SİYASET HİKAYELERİ SON BULMALI
Sağlık çalışanlarına hizmet noktasında da kararlar aldıklarını dile getiren Başkan Soyer, "Sahada ateş altında olan sağlık çalışanları. Biz bu çalışanlarımızın huzurunu ve güvenliğini sağlamak için gayret ediyoruz. Toplu taşımada ücretsiz seyahat imkanı sunduk. İhtiyaç duydukları malzemelerin tedarikini sağladık. Evlerine gitmeden konaklayabilecekleri mekanlar kiralama yoluna gittik. Kent merkezinde otel ve yurt gibi. Dokuz Eylül Üniversitesi'nin rektörü ihtiyaç duymadığını söyledi ve bizim bu girişimimizi karşılıksız bıraktı. Dün itibariyle talepleri karşılamakta yetersiz kaldıklarını ifade eden açıklamaları oldu. Bu konu hala siyaset malzemesi yapılıyor. Bu çok üzücü, salgın siyasi bir ayrışma tanımıyor. Kimlik farklılığı tanımıyor. Anlamamız lazım ki el ele vermeden salgının tahribatını azaltamayacağız. Siyasi hikayelerin bir tarafa konmasına ihtiyacımız var.
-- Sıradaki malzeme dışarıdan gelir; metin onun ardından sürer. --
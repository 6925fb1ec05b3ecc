//! In-memory repositories, used by tests and local runs without a database.

use async_trait::async_trait;
use chrono::Utc;
use std::collections::{BTreeMap, HashMap};
use std::sync::Arc;
use tokio::sync::Mutex;

use crate::domain::entities::{LinkSettings, NewLinkSettings, NewShortLink, Session, ShortLink};
use crate::domain::repositories::{SessionRepository, ShortLinkRepository};
use crate::error::{AppError, ValidationErrors};
use crate::utils::short_code::{CodecError, ShortCodeCodec, partition};

/// Links and settings guarded by a single lock.
#[derive(Debug)]
struct Store {
    next_id: i64,
    links: BTreeMap<i64, ShortLink>,
    settings: HashMap<i64, LinkSettings>,
}

impl Store {
    /// Aliased links that make `alias` unavailable, by alias or original URL.
    fn alias_collisions<'a>(&'a self, alias: &'a str) -> impl Iterator<Item = &'a ShortLink> + 'a {
        self.links.values().filter(move |link| {
            link.alias.is_some()
                && (link.alias.as_deref() == Some(alias) || link.original_url == alias)
        })
    }
}

impl Default for Store {
    fn default() -> Self {
        Self {
            next_id: 1,
            links: BTreeMap::new(),
            settings: HashMap::new(),
        }
    }
}

/// In-memory short link store.
///
/// Identifiers start at 1 and are only consumed by successful creates. The
/// whole create runs under one lock, so a failed create leaves no trace.
#[derive(Debug, Clone, Default)]
pub struct MemoryShortLinkRepository {
    store: Arc<Mutex<Store>>,
}

impl MemoryShortLinkRepository {
    pub fn new() -> Self {
        Self::default()
    }

    /// Number of stored links.
    pub async fn len(&self) -> usize {
        self.store.lock().await.links.len()
    }

    pub async fn is_empty(&self) -> bool {
        self.len().await == 0
    }
}

#[async_trait]
impl ShortLinkRepository for MemoryShortLinkRepository {
    async fn count_alias_collisions(&self, alias: &str) -> Result<i64, AppError> {
        let count = self.store.lock().await.alias_collisions(alias).count();
        Ok(count as i64)
    }

    async fn create(
        &self,
        new_link: NewShortLink,
        settings: NewLinkSettings,
        codec: ShortCodeCodec,
    ) -> Result<ShortLink, AppError> {
        let mut store = self.store.lock().await;

        if let Some(alias) = new_link.alias.as_deref()
            && store.alias_collisions(alias).next().is_some()
        {
            return Err(ValidationErrors::alias_unavailable().into());
        }

        let id = store.next_id;
        let short_code = codec.encode(u64::try_from(id).map_err(|_| CodecError::Overflow)?)?;
        let (code_length, first_code_char) = partition(&short_code).ok_or(CodecError::Empty)?;

        let link = ShortLink {
            id,
            original_url: new_link.original_url,
            domain: new_link.domain,
            alias: new_link.alias,
            short_code,
            code_length,
            first_code_char,
            owner_session_id: new_link.owner_session_id,
            created_at: Utc::now(),
        };

        store.next_id += 1;
        store.links.insert(id, link.clone());
        store.settings.insert(id, settings.into_settings(id));

        Ok(link)
    }

    async fn find_by_id(&self, id: i64) -> Result<Option<ShortLink>, AppError> {
        Ok(self.store.lock().await.links.get(&id).cloned())
    }

    async fn find_by_alias(&self, alias: &str) -> Result<Option<ShortLink>, AppError> {
        let store = self.store.lock().await;

        Ok(store
            .links
            .values()
            .find(|link| link.alias.as_deref() == Some(alias))
            .cloned())
    }

    async fn find_settings(&self, link_id: i64) -> Result<Option<LinkSettings>, AppError> {
        Ok(self.store.lock().await.settings.get(&link_id).cloned())
    }
}

/// In-memory session store keyed by token.
#[derive(Debug, Clone, Default)]
pub struct MemorySessionRepository {
    sessions: Arc<Mutex<HashMap<String, Session>>>,
}

impl MemorySessionRepository {
    pub fn new() -> Self {
        Self::default()
    }

    /// Stores a session, replacing any session with the same token.
    pub async fn insert(&self, session: Session) {
        self.sessions
            .lock()
            .await
            .insert(session.token.clone(), session);
    }
}

#[async_trait]
impl SessionRepository for MemorySessionRepository {
    async fn find_by_token(&self, token: &str) -> Result<Option<Session>, AppError> {
        Ok(self.sessions.lock().await.get(token).cloned())
    }
}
Bugün bütün dünyada salgınla başa çıkmak için iki yöntem uygulanıyor. Sert ve radikal girişimler var. Virüsün demokrasiyi ilk öldürdüğü yer Macaristan. İngiltere, Almanya ve Kanada gibi ülkeler dayanışmayı gönüllülüğü öne çıkaran çalışma yapıyorlar. Komşuluğu keşfetmeye başladılar" yorumunu yaptı.
ÇEŞME LİMANI KAPATILMALI
Çeşme Limanı'nda ticaretin sürdüğünü ifade eden Başkan Soyer sözlerini şöyle tamamladı: "ULaştırma bakanlığı idare ortaya koyar ve çalışmalı durdudur umuyorum. Devam etmesi kabul edilebilir ve anlaşılabilir değil. Türkiye mahalle kültürü olan güçlü bir toplum. Siyasi ayrışmaları bırakıp el ele vererek birbiribize sahip çıkmamız lazım. 22 Mart dayanışma için yaptığımız çağrı ve kampanyamız gerçekten toplumun geleceğe taşınacağı en kıymetli hatıralardan biri olacak. Salgın bittiğinde geride bu dayanışmanın başarısı kalacak. Ekonomik kriz dalgası üzerimize gelecek. Kriz derinleşiyor, işsizlik artıyor. Dükkanlar kapanıyor. Şu an konuşmuyoruz belki ama yarından sonra bunlar büyümüş olarak karşımıza çıkacak. Şimdiden dayanışma kültürünü güçlendirmemiz lazım. Esnafla ilgili çok büyük sıkıntı var. Günlük 100 gevrek 200 boyoz satarak hayatlarını geçiren vatandaşlar var. Şu an ekmek alamaz hale gelmiş vaziyetteler. Çok büyük ekonomik kriz var. Üretimin, tüketimin durduğu bir tablo içerisindeyiz. Bizi burdan çıkaracak şey dayanışma."